Anna Anthropy is an envelope-pusher for queer viscera in gaming most prominent during the late 2000s to the early 2010s. Her domain used to be Adobe Flash, and she used its rudimentary framing as a vessel to highlight queer reality. No blockading, no paywall, all you needed was a computer, internet, and some time. In this sense I have nothing but admiration from her, especially considering how unabashed her presentation of sapphic sexuality and transgender existence is.

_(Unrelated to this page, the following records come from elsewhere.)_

use secrecy::{ExposeSecret, SecretString};
use std::{env, fmt};

use crate::error::{Error, Result};

pub const CREDENTIALS_VAR: &str = "SANDBOX_CREDENTIALS";

/// Registry credential in `user:password` form.
pub struct Credential(SecretString);

impl Credential {
    pub fn parse(value: &str) -> Result<Credential> {
        let value = value.trim();

        match value.find(':') {
            Some(index) if index > 0 && index + 1 < value.len() => {
                Ok(Credential(SecretString::from(value.to_string())))
            }
            _ => Err(Error::Configuration(format!(
                "{} must have the form `user:password`",
                CREDENTIALS_VAR
            ))),
        }
    }

    /// Reads the credential from the process environment.
    pub fn from_env() -> Result<Credential> {
        match env::var(CREDENTIALS_VAR) {
            Ok(value) => Credential::parse(&value),
            Err(env::VarError::NotPresent) => Err(Error::Configuration(format!(
                "{} is not set; export it as `user:password` for the image registry before running this command",
                CREDENTIALS_VAR
            ))),
            Err(env::VarError::NotUnicode(_)) => Err(Error::Configuration(format!(
                "{} is not valid unicode",
                CREDENTIALS_VAR
            ))),
        }
    }

    pub fn user(&self) -> &str {
        let value = self.0.expose_secret();
        value.split(':').next().unwrap_or(value)
    }

    pub(crate) fn expose(&self) -> &str {
        self.0.expose_secret()
    }
}

impl fmt::Debug for Credential {
    fn fmt(&self, f: &mut fmt::Formatter<'_>) -> fmt::Result {
        write!(f, "Credential({}:***)", self.user())
    }
}

#[cfg(test)]
mod tests {
    use super::*;

    #[test]
    fn parses_user_and_password() {
        let credential = Credential::parse("builder:s3cret:with:colons").unwrap();

        assert_eq!(credential.user(), "builder");
        assert_eq!(credential.expose(), "builder:s3cret:with:colons");
    }

    #[test]
    fn rejects_malformed_credentials() {
        for value in &["", "   ", "nopassword", ":password", "user:"] {
            let err = Credential::parse(value).unwrap_err();
            assert!(matches!(err, Error::Configuration(_)), "{:?}", value);
        }
    }

    #[test]
    fn debug_hides_the_password() {
        let credential = Credential::parse("builder:s3cret").unwrap();
        let debug = format!("{:?}", credential);

        assert!(debug.contains("builder"));
        assert!(!debug.contains("s3cret"));
    }
}
//! Builds sandbox images from a declarative template and verifies them by
//! running checks inside a fresh instance.
//!
//! The sandbox service sits behind [`SandboxService`], the template source
//! behind [`TemplateFrontend`]. [`Builder`] and [`Verifier`] only talk to
//! those traits.

pub mod backends;
pub mod builder;
pub mod config;
pub mod console;
pub mod error;
pub mod frontends;
pub mod hasher;
pub mod models;
pub mod services;
pub mod validate;
pub mod verifier;

pub use builder::Builder;
pub use error::{Error, Result};
pub use services::{SandboxInstance, SandboxService, TemplateFrontend};
pub use verifier::Verifier;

Among her earlier opuses was 'Mighty Jill Off', a game in 2008 that had no shortage of BDSM theming in a sapphic relationship. To put that into perspective, most of society as a whole were introduced to the deluge of hardcore or esoteric kinks through Fifty Shades of Grey, a book of heterosexual fiction that developed from a Twilight fanfiction. It came out in 2011. While 'Mighty Jill Off' is a comparatively light and brief stint into the activities of a masochist-submissive dyke meant to climb a tower to lick the boots of her trans dominatrix, I think its context and brevity leads it to be more transcendent of the trappings of petty relationship drama and endless catering to the male gaze.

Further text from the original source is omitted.